Es war einmal ein Troll. Er saß den ganzen Tag in seiner Trollhöhle und bewegte sich maximal, um seinen Stoffwechsel in Gang zu halten. Sein Tagewerk bestand aus dem, was Trolle auszeichnet: Stänkern nur um des Stänkerns Willen. 200 Kommentare schreibe er am Tag, berichtete der Troll der Frankfurter Allgemeinen Zeitung, die mit ihrem Artikel im September 2014 für Aufsehen sorgte – und das nicht nur im Netz, dem natürlichen Lebensraum des Trolls. In ihrem Bericht verfolgte die FAZ das Leben eines Frührentners, der sich einen neuen Job ausgesucht hatte: Das Trollen im Internet.

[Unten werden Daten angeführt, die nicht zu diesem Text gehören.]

mod app;
mod selector_view;

use app::FlockApp;

fn main() -> eframe::Result<()> {
    env_logger::Builder::from_env(env_logger::Env::default().default_filter_or("warn")).init();

    let options = eframe::NativeOptions {
        viewport: egui::ViewportBuilder::default()
            .with_inner_size([1000.0, 760.0])
            .with_min_inner_size([640.0, 480.0])
            .with_title("Flock"),
        ..Default::default()
    };

    eframe::run_native(
        "Flock",
        options,
        Box::new(|cc| Ok(Box::new(FlockApp::new(cc)))),
    )
}
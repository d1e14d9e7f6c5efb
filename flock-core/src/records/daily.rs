//! Daily farm log: weather, flock health and housing conditions

use chrono::{NaiveDate, NaiveDateTime, NaiveTime, Timelike};
use serde::{Deserialize, Deserializer, Serialize, Serializer};

use super::{optional_text, require};
use crate::contacts::ContactBook;
use crate::error::ValidationError;

pub const DEFAULT_WEATHER: &str = "晴天";
pub const DEFAULT_HEALTH: &str = "良好";
pub const DEFAULT_ENVIRONMENT: &str = "正常";

const TIME_FORMAT: &str = "%H:%M";

/// One day's observations
#[derive(Debug, Clone, Serialize, Deserialize, PartialEq)]
#[serde(rename_all = "camelCase")]
pub struct DailyRecord {
    pub record_date: NaiveDate,
    #[serde(serialize_with = "serialize_time", deserialize_with = "deserialize_time")]
    pub record_time: NaiveTime,
    pub customer: String,
    pub weather: String,
    /// Degrees Celsius
    #[serde(deserialize_with = "deserialize_reading")]
    pub temperature: f64,
    /// Relative humidity in percent
    #[serde(deserialize_with = "deserialize_reading")]
    pub humidity: f64,
    pub health_status: String,
    #[serde(default, skip_serializing_if = "Option::is_none")]
    pub health_notes: Option<String>,
    pub environment_status: String,
    #[serde(default, skip_serializing_if = "Option::is_none")]
    pub environment_notes: Option<String>,
}

fn serialize_time<S>(time: &NaiveTime, serializer: S) -> Result<S::Ok, S::Error>
where
    S: Serializer,
{
    serializer.serialize_str(&time.format(TIME_FORMAT).to_string())
}

fn deserialize_time<'de, D>(deserializer: D) -> Result<NaiveTime, D::Error>
where
    D: Deserializer<'de>,
{
    let s = String::deserialize(deserializer)?;
    NaiveTime::parse_from_str(&s, TIME_FORMAT)
        .or_else(|_| NaiveTime::parse_from_str(&s, "%H:%M:%S"))
        .map_err(|_| serde::de::Error::custom(format!("Invalid time: {}", s)))
}

/// Readings were typed into text fields and may be stored as strings
fn deserialize_reading<'de, D>(deserializer: D) -> Result<f64, D::Error>
where
    D: Deserializer<'de>,
{
    #[derive(Deserialize)]
    #[serde(untagged)]
    enum Reading {
        Number(f64),
        Text(String),
    }

    match Reading::deserialize(deserializer)? {
        Reading::Number(n) => Ok(n),
        Reading::Text(s) => s
            .trim()
            .parse()
            .map_err(|_| serde::de::Error::custom(format!("Invalid reading: {}", s))),
    }
}

/// In-progress input of the daily form
#[derive(Debug, Clone, PartialEq)]
pub struct DailyForm {
    pub record_date: NaiveDate,
    pub record_time: NaiveTime,
    pub customer: String,
    pub weather: String,
    pub temperature: f64,
    pub humidity: f64,
    pub health_status: String,
    pub health_notes: String,
    pub environment_status: String,
    pub environment_notes: String,
}

impl DailyForm {
    /// Fresh form stamped with `now`, preselecting the remembered customer
    pub fn new(now: NaiveDateTime, customers: &ContactBook) -> Self {
        Self {
            record_date: now.date(),
            // Minutes only, matching the stored format
            record_time: NaiveTime::from_hms_opt(now.hour(), now.minute(), 0)
                .unwrap_or_else(|| now.time()),
            customer: customers
                .selected()
                .map(|c| c.name.clone())
                .unwrap_or_default(),
            weather: DEFAULT_WEATHER.to_string(),
            temperature: 25.0,
            humidity: 60.0,
            health_status: DEFAULT_HEALTH.to_string(),
            health_notes: String::new(),
            environment_status: DEFAULT_ENVIRONMENT.to_string(),
            environment_notes: String::new(),
        }
    }

    pub fn validate(&self) -> Result<(), ValidationError> {
        require("Customer", &self.customer)?;
        require("Weather", &self.weather)?;
        require("Health status", &self.health_status)?;
        require("Environment status", &self.environment_status)?;
        if !self.temperature.is_finite() {
            return Err(ValidationError::OutOfRange("Temperature"));
        }
        if !(0.0..=100.0).contains(&self.humidity) {
            return Err(ValidationError::OutOfRange("Humidity"));
        }
        Ok(())
    }

    pub fn submit(&self) -> Result<DailyRecord, ValidationError> {
        self.validate()?;
        Ok(DailyRecord {
            record_date: self.record_date,
            record_time: self.record_time,
            customer: self.customer.trim().to_string(),
            weather: self.weather.clone(),
            temperature: self.temperature,
            humidity: self.humidity,
            health_status: self.health_status.clone(),
            health_notes: optional_text(&self.health_notes),
            environment_status: self.environment_status.clone(),
            environment_notes: optional_text(&self.environment_notes),
        })
    }
}

#[cfg(test)]
mod tests {
    use super::*;
    use crate::categories::DAILY_RECORDS;
    use crate::contacts::ContactList;
    use crate::journal::Journal;
    use crate::models::OptionId;
    use crate::storage::{KeyValueBacking, MemoryBacking};
    use std::sync::Arc;

    fn morning() -> NaiveDateTime {
        NaiveDate::from_ymd_opt(2024, 3, 15)
            .unwrap()
            .and_hms_opt(7, 30, 42)
            .unwrap()
    }

    #[test]
    fn test_daily_form_defaults() {
        let backing = Arc::new(MemoryBacking::new());
        let customers = ContactBook::load(backing, ContactList::Customers);
        let form = DailyForm::new(morning(), &customers);

        assert_eq!(form.record_time, NaiveTime::from_hms_opt(7, 30, 0).unwrap());
        assert_eq!(form.weather, "晴天");
        assert_eq!(form.health_status, "良好");
        assert_eq!(form.environment_status, "正常");
        assert_eq!(form.customer, "");
        assert_eq!(form.submit(), Err(ValidationError::EmptyField("Customer")));
    }

    #[test]
    fn test_daily_form_preselects_remembered_customer() {
        let backing = Arc::new(MemoryBacking::new());
        let mut customers = ContactBook::load(backing, ContactList::Customers);
        customers.select(OptionId(2));

        let form = DailyForm::new(morning(), &customers);
        assert_eq!(form.customer, "吉祥超市");
        assert!(form.submit().is_ok());
    }

    #[test]
    fn test_humidity_must_be_a_percentage() {
        let backing = Arc::new(MemoryBacking::new());
        let customers = ContactBook::load(backing, ContactList::Customers);
        let mut form = DailyForm::new(morning(), &customers);
        form.customer = "農友市場".to_string();
        form.humidity = 140.0;

        assert_eq!(form.submit(), Err(ValidationError::OutOfRange("Humidity")));
    }

    #[test]
    fn test_daily_record_storage_shape() {
        let backing = Arc::new(MemoryBacking::new());
        let customers = ContactBook::load(backing.clone(), ContactList::Customers);
        let mut form = DailyForm::new(morning(), &customers);
        form.customer = "農友市場".to_string();
        form.weather = "雨天".to_string();
        form.health_notes = "精神不錯".to_string();

        let mut journal: Journal<DailyRecord> = Journal::load(backing.clone(), DAILY_RECORDS);
        journal.record(form.submit().unwrap());

        let raw = backing.load(DAILY_RECORDS).unwrap().unwrap();
        let value: serde_json::Value = serde_json::from_str(&raw).unwrap();
        assert_eq!(value[0]["recordTime"], "07:30");
        assert_eq!(value[0]["healthNotes"], "精神不錯");
        assert!(value[0].get("environmentNotes").is_none());
    }

    #[test]
    fn test_reads_readings_stored_as_text() {
        let backing = Arc::new(MemoryBacking::new());
        backing
            .store(
                DAILY_RECORDS,
                r#"[{"id":1,"recordDate":"2024-03-15","recordTime":"08:05","customer":"其他",
                    "weather":"多雲","temperature":"25","humidity":"60",
                    "healthStatus":"一般","environmentStatus":"需要清潔"}]"#,
            )
            .unwrap();

        let journal: Journal<DailyRecord> = Journal::load(backing, DAILY_RECORDS);
        let record = &journal.entries()[0].data;
        assert_eq!(record.temperature, 25.0);
        assert_eq!(record.humidity, 60.0);
        assert_eq!(record.record_time, NaiveTime::from_hms_opt(8, 5, 0).unwrap());
    }
}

Trolle, das sind nicht mehr allein Fabelwesen aus der nordischen Mythologie. Trolle werden auch Menschen genannt, die im Internet Kommentare hinterlassen, allein um zu provozieren. „Wie ein Orgasmus“ sei es für ihn, wenn die Provokation ankommt und immer mehr andere Internetnutzer darauf anspringen. Der Grat, auf dem sich der Troll bewegt, ist schmal. Die Polizei ermittelte bereits wegen Volksverhetzung.
Wenn es jetzt nur einer wäre. Doch es reichen wenige Minuten, um zu sehen, dass Internetforen, Videoportale und soziale Netzwerke zu Plattformen für Beleidigungen und Mobbing verkommen sind. Als „gutes“ Beispiel dienen regelmäßig Videos von und mit deutschen Rappern. In den Kommentaren bei YouTube wird häufig drauflos geschrieben, als ob es kein Morgen gibt. Konstruktive Kritik an der Musik? Selten. Haben die Künstler einen Migrationshintergrund, ist die Diskussion vorherzusehen. Sie driftet ab in rassistische Auswürfe in jedwede Richtung.
„Ich rolle mit meim Besten“ heißt das letzte Video des Offenbacher Rappers Haftbefehl, das er mit dem Rostocker Marteria aufgenommen hat. Im Text der beiden Rapper geht es schon nicht zimperlich zu. Ein Auszug aus den Kommentaren erübrigt eigentlich jede Diskussion, ob nicht mal jemand mit einem digitalen Besen durch YouTube fegen sollte: „Verpiss dich du Hurensohn“, „Sprich mal deutsch oder verpiss dich zurück in dein Land“, „Halt deine Fresse du minderbemitteltes Untermenschwesen“, „Haftbefehl is ne Missgeburt“… und diese Recherche hat ungefähr 25 Sekunden gedauert. 2,9 Millionen Mal wurde das Video angesehen, 2.548 Kommentare hinterlassen.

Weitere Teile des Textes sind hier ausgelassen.